- Task -
Word for word, return the lines from the top of the listing to the line containing "from a payload", both ends included, and no others.
★ ★ ★ ★
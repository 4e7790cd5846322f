//! Error types for the huffpack codec.
//!
//! All operations return structured errors rather than panicking. Every
//! structural check on a container reports which part of the layout failed,
//! so a caller can tell a bad magic from a short entry table from a payload
//! that walks off the tree.

use std::fmt;
use std::path::PathBuf;

use thiserror::Error;

/// Top-level error type for all operations in the crate.
///
/// Each variant corresponds to a failure domain:
/// - Input: nothing to compress, or a session used before loading input
/// - Format: the container header is unrecognised or shorter than declared
/// - Corrupt: the header parsed but its contents cannot be decoded
/// - Huffman: tree or code table construction failures
/// - Bit I/O: reading/writing bits from/to byte buffers
/// - I/O: file system operations
#[derive(Debug, Error)]
pub enum Error {
    /// No bytes to compress; no container is produced
    #[error("empty input: nothing to compress")]
    EmptyInput,

    /// A session operation needs a loaded source first
    #[error("no source loaded: call load_source or load_file first")]
    NoSource,

    /// Source or container path does not exist
    #[error("file not found: {}", path.display())]
    NotFound { path: PathBuf },

    /// Container header is not recognised or is cut short
    #[error("container format error: {0}")]
    Format(#[from] FormatError),

    /// Container parsed but its contents are inconsistent
    #[error("corrupt container: {0}")]
    Corrupt(#[from] CorruptError),

    /// Huffman tree or code table error
    #[error("huffman codec error: {0}")]
    Huffman(#[from] HuffmanError),

    /// Bit I/O operation failed (e.g., reading past end of buffer)
    #[error("bit I/O error: {0}")]
    BitIo(#[from] BitIoError),

    /// A symbol count does not fit the 32-bit frequency field
    #[error("frequency of symbol {symbol:#04x} is {count}, above the u32 limit of the container")]
    FrequencyOverflow { symbol: u8, count: u64 },

    /// Recovered bytes are not valid UTF-8
    #[error("text decode error: {0}")]
    TextDecode(#[from] std::string::FromUtf8Error),

    /// File I/O error
    #[error("I/O error: {0}")]
    Io(#[from] std::io::Error),

    /// Configuration error
    #[error("configuration error: {0}")]
    Config(String),
}

/// Coarse classification of an [`Error`], for callers that only need to
/// decide how to report a failure.
#[derive(Debug, Clone, Copy, PartialEq, Eq)]
pub enum ErrorKind {
    EmptyInput,
    NotFound,
    InvalidFormat,
    Truncated,
    Corrupt,
    TextDecodeFailure,
    Usage,
    Io,
    Internal,
}

impl Error {
    /// Classify this error.
    pub fn kind(&self) -> ErrorKind {
        match self {
            Error::EmptyInput => ErrorKind::EmptyInput,
            Error::NotFound { .. } => ErrorKind::NotFound,
            Error::Format(FormatError::InvalidMagic { .. }) => ErrorKind::InvalidFormat,
            Error::Format(FormatError::Truncated { .. }) => ErrorKind::Truncated,
            Error::Corrupt(_) => ErrorKind::Corrupt,
            Error::TextDecode(_) => ErrorKind::TextDecodeFailure,
            Error::NoSource | Error::Config(_) => ErrorKind::Usage,
            Error::Io(_) => ErrorKind::Io,
            Error::Huffman(_) | Error::BitIo(_) | Error::FrequencyOverflow { .. } => {
                ErrorKind::Internal
            }
        }
    }
}

/// Part of the container layout that a header check refers to.
#[derive(Debug, Clone, Copy, PartialEq, Eq)]
pub enum Section {
    /// 4-byte distinct symbol count
    SymbolCount,
    /// One 5-byte (symbol, frequency) entry, by index
    Entry(u32),
    /// 1-byte padding bit count
    Padding,
}

impl fmt::Display for Section {
    fn fmt(&self, f: &mut fmt::Formatter<'_>) -> fmt::Result {
        match self {
            Section::SymbolCount => f.write_str("symbol count"),
            Section::Entry(index) => write!(f, "frequency entry {index}"),
            Section::Padding => f.write_str("padding byte"),
        }
    }
}

/// Container header errors.
#[derive(Debug, Error)]
pub enum FormatError {
    /// Invalid magic number in header
    #[error("invalid magic number: expected {expected:?}, got {actual:?}")]
    InvalidMagic { expected: [u8; 4], actual: Vec<u8> },

    /// Container ends inside a header field
    #[error("truncated {section}: need {required} bytes, got {actual}")]
    Truncated {
        section: Section,
        required: usize,
        actual: usize,
    },
}

/// Errors in a container whose header parsed.
#[derive(Debug, Error)]
pub enum CorruptError {
    /// An entry declares a symbol that never occurs
    #[error("symbol {symbol:#04x} has zero frequency")]
    ZeroFrequency { symbol: u8 },

    /// Two entries declare the same symbol
    #[error("symbol {symbol:#04x} appears twice in the frequency table")]
    DuplicateSymbol { symbol: u8 },

    /// Padding count outside 0..=7
    #[error("padding count {padding} is outside 0..=7")]
    InvalidPadding { padding: u8 },

    /// Header promises symbols but no payload follows
    #[error("missing payload: header declares {expected} symbols")]
    MissingPayload { expected: u64 },

    /// A payload bit leads to an absent child
    #[error("invalid tree navigation at bit {bit_position}")]
    InvalidNavigation { bit_position: usize },

    /// Payload ran out before every declared symbol was decoded
    #[error("payload exhausted: expected {expected} symbols, decoded {decoded}")]
    PayloadExhausted { expected: u64, decoded: u64 },
}

/// Huffman tree and code table errors.
#[derive(Debug, Error)]
pub enum HuffmanError {
    /// Code length exceeds what a single code word can hold
    #[error("code length {length} exceeds maximum {max}")]
    CodeLengthTooLong { length: usize, max: usize },

    /// Byte has no code in the table used for encoding
    #[error("symbol {symbol:#04x} not in code table")]
    SymbolNotInTable { symbol: u8 },
}

/// Bit-level I/O errors.
#[derive(Debug, Error)]
pub enum BitIoError {
    /// Attempted to read past the end of the buffer
    #[error("unexpected end of bit stream")]
    UnexpectedEof,

    /// Invalid bit count (e.g., more than 64 bits)
    #[error("invalid bit count: {0}")]
    InvalidBitCount(usize),
}

/// Type alias for Result with our Error type
pub type Result<T> = std::result::Result<T, Error>;

#[cfg(test)]
mod tests {
    use super::*;

    #[test]
    fn test_kind_classification() {
        assert_eq!(Error::EmptyInput.kind(), ErrorKind::EmptyInput);
        assert_eq!(
            Error::from(FormatError::InvalidMagic {
                expected: *b"HUF1",
                actual: b"XXXX".to_vec(),
            })
            .kind(),
            ErrorKind::InvalidFormat
        );
        assert_eq!(
            Error::from(FormatError::Truncated {
                section: Section::Padding,
                required: 1,
                actual: 0,
            })
            .kind(),
            ErrorKind::Truncated
        );
        assert_eq!(
            Error::from(CorruptError::InvalidNavigation { bit_position: 3 }).kind(),
            ErrorKind::Corrupt
        );
        assert_eq!(Error::NoSource.kind(), ErrorKind::Usage);
    }

    #[test]
    fn test_messages_name_the_section() {
        let err = Error::from(FormatError::Truncated {
            section: Section::Entry(2),
            required: 5,
            actual: 3,
        });
        assert_eq!(
            err.to_string(),
            "container format error: truncated frequency entry 2: need 5 bytes, got 3"
        );
    }
}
★ ★ ★ ★
- Output below -
repository 4e7790cd5846322f
//! Error types for the huffpack codec.
//!
//! All operations return structured errors rather than panicking. Every
//! structural check on a container reports which part of the layout failed,
//! so a caller can tell a bad magic from a short entry table from a payload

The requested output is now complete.